Oncology
Gilead sours on the ‘don’t eat me’ business
Gilead Sciences will no longer develop magrolimab, a treatment targeting the “don’t eat me signal” exploited by tumors in blood cancer after another clinical setback that makes its $5 billion investment in the space look like money entirely wasted.
The news is that Gilead terminated a Phase 3 study in acute myeloid leukemia after an interim analysis found the trial was futile and patients had an increased risk of death when given the treatment. The FDA placed a clinical hold on all studies of magrolimab, effectively halting its development.
Treatments like magrolimab, which target a protein called CD47, were always a high-risk, high-reward proposition. Back in 2018, years before Gilead bought into the space by acquiring a firm called Forty Seven, researchers warned that blocking CD47 could have disqualifying safety issues.
Markets
‘Spring is coming early to biotech’
At least according to TD Cowen’s latest “sentimometer,” a quarterly survey of investors that has typically pointed to pessimism, doubt, and even despair in recent years.
This time, everything’s much rosier. About 44% of respondents said mid-sized biotech companies were now under-valued, reversing a long-standing trend, and roughly half expect that same basket of companies to outperform the broader market.
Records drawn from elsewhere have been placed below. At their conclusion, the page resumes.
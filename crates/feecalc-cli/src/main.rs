mod commands;
mod input;
mod output;

use clap::{Parser, Subcommand, ValueEnum};
use colored::Colorize;
use std::process;
use tracing_subscriber::{layer::SubscriberExt, util::SubscriberInitExt, EnvFilter};

use commands::irr::IrrArgs;
use commands::offer::EvaluateArgs;
use commands::session::{CompareArgs, SensitivityArgs, ValidateArgs};

/// Compare fees and net returns across investment offers
#[derive(Parser)]
#[command(
    name = "feecalc",
    version,
    about = "Compare fees and net returns across investment offers",
    long_about = "A CLI for comparing what competing investment offers actually return \
                  after management fees, carried interest with hurdle and catch-up, and \
                  one-time fees. Computes MOIC, IRR, break-even price and exit-price \
                  sensitivity with decimal precision."
)]
struct Cli {
    #[command(subcommand)]
    command: Commands,

    /// Output format
    #[arg(long, default_value = "json", global = true)]
    output: OutputFormat,

    /// Log solver and analysis diagnostics to stderr
    #[arg(long, short, global = true)]
    verbose: bool,
}

#[derive(Subcommand)]
enum Commands {
    /// Evaluate one offer against one scenario
    Evaluate(EvaluateArgs),
    /// Evaluate, sweep and compare every offer in a session
    Compare(CompareArgs),
    /// Net outcomes across a range of exit prices
    Sensitivity(SensitivityArgs),
    /// Internal rate of return of a cash-flow series
    Irr(IrrArgs),
    /// Report validation issues in a session document
    Validate(ValidateArgs),
    /// Print a starter session document
    Init,
    /// Print version information
    Version,
}

#[derive(Debug, Clone, ValueEnum)]
pub enum OutputFormat {
    Json,
    Table,
    Csv,
    Minimal,
}

fn init_tracing(verbose: bool) {
    let default_directive = if verbose { "debug" } else { "warn" };
    let filter =
        EnvFilter::try_from_default_env().unwrap_or_else(|_| EnvFilter::new(default_directive));

    // stdout carries the result document
    tracing_subscriber::registry()
        .with(filter)
        .with(tracing_subscriber::fmt::layer().with_writer(std::io::stderr))
        .init();
}

fn main() {
    let cli = Cli::parse();
    init_tracing(cli.verbose);

    let result: Result<serde_json::Value, Box<dyn std::error::Error>> = match cli.command {
        Commands::Evaluate(args) => commands::offer::run_evaluate(args),
        Commands::Compare(args) => commands::session::run_compare(args),
        Commands::Sensitivity(args) => commands::session::run_sensitivity(args),
        Commands::Irr(args) => commands::irr::run_irr(args),
        Commands::Validate(args) => commands::session::run_validate(args),
        Commands::Init => commands::session::run_init(),
        Commands::Version => {
            println!("feecalc {}", env!("CARGO_PKG_VERSION"));
            return;
        }
    };

    match result {
        Ok(value) => {
            output::format_output(&cli.output, &value);
            process::exit(0);
        }
        Err(e) => {
            tracing::debug!(error = %e, "command failed");
            eprintln!("{}: {}", "error".red().bold(), e);
            process::exit(1);
        }
    }
}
And for the first time since the early days of Covid-19, a majority of respondents expect small-cap biotech companies to beat the market.
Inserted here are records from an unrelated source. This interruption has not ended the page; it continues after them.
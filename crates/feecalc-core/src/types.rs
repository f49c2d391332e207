use rust_decimal::Decimal;
use serde::{Deserialize, Serialize};

/// All monetary values. Wraps Decimal to prevent accidental f64 usage.
pub type Money = Decimal;

/// Rates expressed as decimals (0.05 = 5%). Never as percentages.
pub type Rate = Decimal;

/// Multiples (e.g., 2.5x MOIC)
pub type Multiple = Decimal;

/// Maximum number of offers compared side by side.
pub const MAX_OFFERS: usize = 5;

/// Standard computation output envelope
#[derive(Debug, Clone, Serialize, Deserialize)]
pub struct ComputationOutput<T: Serialize> {
    pub result: T,
    pub methodology: String,
    pub assumptions: serde_json::Value,
    pub warnings: Vec<String>,
    pub metadata: ComputationMetadata,
}

/// Metadata for every computation
#[derive(Debug, Clone, Serialize, Deserialize)]
pub struct ComputationMetadata {
    pub version: String,
    pub computation_time_us: u64,
    pub precision: String,
}

/// Helper to wrap computation results with metadata
pub fn with_metadata<T: Serialize>(
    methodology: &str,
    assumptions: &impl Serialize,
    warnings: Vec<String>,
    elapsed_us: u64,
    result: T,
) -> ComputationOutput<T> {
    ComputationOutput {
        result,
        methodology: methodology.to_string(),
        assumptions: serde_json::to_value(assumptions).unwrap_or_default(),
        warnings,
        metadata: ComputationMetadata {
            version: env!("CARGO_PKG_VERSION").to_string(),
            computation_time_us: elapsed_us,
            precision: "rust_decimal_128bit".to_string(),
        },
    }
}
use rust_decimal::Decimal;
use rust_decimal_macros::dec;

use crate::offer::{palette_color, FeeAmount, ManagementFeeBasis, Offer};
use crate::scenario::Scenario;

/// Starting scenario: 100,000 invested, exit at 300/share after 3 years.
pub fn default_scenario() -> Scenario {
    Scenario::new(dec!(100000), dec!(300), 3)
}

/// Fee-free offer at 100/share.
pub fn default_offer(id: &str, name: &str, color: &str) -> Offer {
    Offer {
        id: id.to_string(),
        name: name.to_string(),
        color: color.to_string(),
        price_per_share: dec!(100),
        management_fee_rate: Decimal::ZERO,
        management_fee_basis: ManagementFeeBasis::CommittedCapital,
        admin_fee: FeeAmount::default(),
        setup_fee: FeeAmount::default(),
        placement_fee_rate: Decimal::ZERO,
        carry_rate: Decimal::ZERO,
        hurdle_rate: Decimal::ZERO,
        catch_up_rate: Decimal::ZERO,
        hurdle_tiers: Vec::new(),
    }
}

/// Classic "2 and 20" fund: 8% hurdle, full catch-up.
pub fn preset_fund(id: &str, color: &str) -> Offer {
    Offer {
        management_fee_rate: dec!(0.02),
        carry_rate: dec!(0.20),
        hurdle_rate: dec!(0.08),
        catch_up_rate: dec!(1.0),
        ..default_offer(id, "Fund A", color)
    }
}

/// Direct purchase at a higher price with no fees.
pub fn preset_direct(id: &str, color: &str) -> Offer {
    Offer {
        price_per_share: dec!(120),
        ..default_offer(id, "Direct / No Fees", color)
    }
}

/// The two presets side by side, colored in palette order.
pub fn default_offers() -> Vec<Offer> {
    vec![
        preset_fund("offer-1", palette_color(0)),
        preset_direct("offer-2", palette_color(1)),
    ]
}

/// Display name for the offer at `position` (0 → "Offer A").
pub fn offer_name_for_position(position: usize) -> String {
    let letter = (b'A' + (position % 26) as u8) as char;
    format!("Offer {letter}")
}
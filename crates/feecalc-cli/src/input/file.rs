use serde_json::Value;
use std::fs;
use std::path::{Path, PathBuf};

fn is_yaml(path: &Path) -> bool {
    matches!(
        path.extension().and_then(|ext| ext.to_str()),
        Some("yaml") | Some("yml")
    )
}

/// Read a JSON or YAML document (chosen by extension) as a generic value.
pub fn read_value(path: &str) -> Result<Value, Box<dyn std::error::Error>> {
    let canonical = resolve_path(path)?;
    let contents = fs::read_to_string(&canonical)
        .map_err(|e| format!("Failed to read '{}': {}", canonical.display(), e))?;

    let value: Value = if is_yaml(&canonical) {
        serde_yaml::from_str(&contents)
            .map_err(|e| format!("Failed to parse '{}': {}", canonical.display(), e))?
    } else {
        serde_json::from_str(&contents)
            .map_err(|e| format!("Failed to parse '{}': {}", canonical.display(), e))?
    };
    Ok(value)
}

/// Resolve and validate the path, preventing directory traversal.
fn resolve_path(path: &str) -> Result<PathBuf, Box<dyn std::error::Error>> {
    let p = Path::new(path);
    let canonical = if p.is_absolute() {
        p.to_path_buf()
    } else {
        std::env::current_dir()?.join(p)
    };

    if !canonical.exists() {
        return Err(format!("File not found: {}", canonical.display()).into());
    }

    if !canonical.is_file() {
        return Err(format!("Not a file: {}", canonical.display()).into());
    }

    Ok(canonical)
}
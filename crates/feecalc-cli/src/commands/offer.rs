use clap::{Args, ValueEnum};
use rust_decimal::Decimal;
use serde_json::Value;

use feecalc_core::analysis::{self, EvaluateInput};
use feecalc_core::defaults::{default_offer, default_scenario, offer_name_for_position};
use feecalc_core::offer::palette_color;
use feecalc_core::{FeeAmount, ManagementFeeBasis, Offer, PriceMode, Scenario};

use super::{amount_arg, fee_arg, rate_arg};
use crate::input;

/// Scenario overrides shared by the analysis commands
#[derive(Args, Debug, Default)]
pub struct ScenarioArgs {
    /// Capital deployed, e.g. 100000 or 100k
    #[arg(long, value_parser = amount_arg)]
    pub investment: Option<Decimal>,

    /// Exit price per share
    #[arg(long, value_parser = amount_arg)]
    pub exit_price: Option<Decimal>,

    /// Company valuation at exit (switches to valuation mode)
    #[arg(long, value_parser = amount_arg)]
    pub exit_valuation: Option<Decimal>,

    /// Fully diluted shares at exit (valuation mode)
    #[arg(long, value_parser = amount_arg)]
    pub shares_outstanding: Option<Decimal>,

    /// Holding period in years
    #[arg(long)]
    pub years: Option<u32>,
}

impl ScenarioArgs {
    pub fn apply(&self, scenario: &mut Scenario) {
        if let Some(investment) = self.investment {
            scenario.investment_amount = investment;
        }
        if let Some(price) = self.exit_price {
            scenario.exit_price_per_share = price;
            scenario.price_mode = PriceMode::PerShare;
        }
        if let Some(valuation) = self.exit_valuation {
            scenario.exit_valuation = valuation;
            scenario.price_mode = PriceMode::Valuation;
        }
        if let Some(shares) = self.shares_outstanding {
            scenario.shares_outstanding = shares;
        }
        if let Some(years) = self.years {
            scenario.time_horizon = years;
        }
    }
}

#[derive(Debug, Clone, Copy, ValueEnum)]
pub enum FeeBasisArg {
    Committed,
    Invested,
    Nav,
}

impl From<FeeBasisArg> for ManagementFeeBasis {
    fn from(arg: FeeBasisArg) -> Self {
        match arg {
            FeeBasisArg::Committed => ManagementFeeBasis::CommittedCapital,
            FeeBasisArg::Invested => ManagementFeeBasis::InvestedCapital,
            FeeBasisArg::Nav => ManagementFeeBasis::NetAssetValue,
        }
    }
}

/// Arguments for single-offer evaluation
#[derive(Args)]
pub struct EvaluateArgs {
    /// Path to a JSON/YAML document with `scenario` and `offer`
    /// (overrides individual flags)
    #[arg(long)]
    pub input: Option<String>,

    #[command(flatten)]
    pub scenario: ScenarioArgs,

    /// Offer display name
    #[arg(long)]
    pub name: Option<String>,

    /// Entry price per share
    #[arg(long, value_parser = amount_arg)]
    pub price: Option<Decimal>,

    /// Annual management fee rate, e.g. 2% or 0.02
    #[arg(long, value_parser = rate_arg)]
    pub mgmt_fee: Option<Decimal>,

    /// Capital base for the management fee
    #[arg(long, value_enum)]
    pub fee_basis: Option<FeeBasisArg>,

    /// Carried interest rate
    #[arg(long, value_parser = rate_arg)]
    pub carry: Option<Decimal>,

    /// Annually compounding hurdle rate
    #[arg(long, value_parser = rate_arg)]
    pub hurdle: Option<Decimal>,

    /// GP catch-up rate above the hurdle
    #[arg(long, value_parser = rate_arg)]
    pub catch_up: Option<Decimal>,

    /// One-time setup fee: flat (5000) or share of investment (1%)
    #[arg(long, value_parser = fee_arg)]
    pub setup_fee: Option<FeeAmount>,

    /// One-time placement fee rate
    #[arg(long, value_parser = rate_arg)]
    pub placement_fee: Option<Decimal>,

    /// Annual admin fee: flat (500) or share of investment (0.25%)
    #[arg(long, value_parser = fee_arg)]
    pub admin_fee: Option<FeeAmount>,
}

impl EvaluateArgs {
    fn offer(&self) -> Offer {
        let name = self
            .name
            .clone()
            .unwrap_or_else(|| offer_name_for_position(0));
        let mut offer = default_offer("offer-1", &name, palette_color(0));
        if let Some(price) = self.price {
            offer.price_per_share = price;
        }
        if let Some(rate) = self.mgmt_fee {
            offer.management_fee_rate = rate;
        }
        if let Some(basis) = self.fee_basis {
            offer.management_fee_basis = basis.into();
        }
        if let Some(rate) = self.carry {
            offer.carry_rate = rate;
        }
        if let Some(rate) = self.hurdle {
            offer.hurdle_rate = rate;
        }
        if let Some(rate) = self.catch_up {
            offer.catch_up_rate = rate;
        }
        if let Some(fee) = self.setup_fee {
            offer.setup_fee = fee;
        }
        if let Some(rate) = self.placement_fee {
            offer.placement_fee_rate = rate;
        }
        if let Some(fee) = self.admin_fee {
            offer.admin_fee = fee;
        }
        offer
    }
}

pub fn run_evaluate(args: EvaluateArgs) -> Result<Value, Box<dyn std::error::Error>> {
    let evaluate_input: EvaluateInput = match input::read_document(args.input.as_deref())? {
        Some(doc) => serde_json::from_value(doc)?,
        None => {
            let mut scenario = default_scenario();
            args.scenario.apply(&mut scenario);
            EvaluateInput {
                scenario,
                offer: args.offer(),
            }
        }
    };

    let result = analysis::evaluate(&evaluate_input);
    Ok(serde_json::to_value(result)?)
}

#[cfg(test)]
mod tests {
    use super::*;

    #[test]
    fn test_scenario_overrides() {
        let mut scenario = default_scenario();
        let args = ScenarioArgs {
            exit_valuation: Some(Decimal::from(450_000_000)),
            years: Some(5),
            ..ScenarioArgs::default()
        };
        args.apply(&mut scenario);
        assert_eq!(scenario.price_mode, PriceMode::Valuation);
        assert_eq!(scenario.exit_price(), Decimal::from(450));
        assert_eq!(scenario.time_horizon, 5);
    }
}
All told, sentiment has rebounded from record lows last year, TD Cowen analysts wrote in a note to investors, and with investors bullish about some of the major catalysts ahead in 2024, “spring is coming early to biotech.”
Biotech
How a wound-healing gene therapy restored vision
A topical gene therapy from Krystal Biotech is FDA approved to treat epidermolysis bullosa, a rare disorder that leaves skin fragile and prone to blisters and tears. But could an ocular dosing of the treatment help patients whose disease affects the tissues of the eye?
The answer, at least for one patient, is yes. As STAT’s Andrew Joseph reports, physicians administered the therapy to a 13-year-old boy whose epidermolysis bullosa, or EB, had severely impaired vision in his right eye. After the dosing, conducted under the FDA’s compassionate use program, his vision is now 20/25, not far off normal.
The case, detailed in a New England Journal of Medicine paper published yesterday, could help expand the utility of Krystal’s therapy, marketed as Vyjuvek. A company spokesperson said Krystal is discussing with the FDA what sort of evidence would be required to win authorization for an eye-drop version of its product.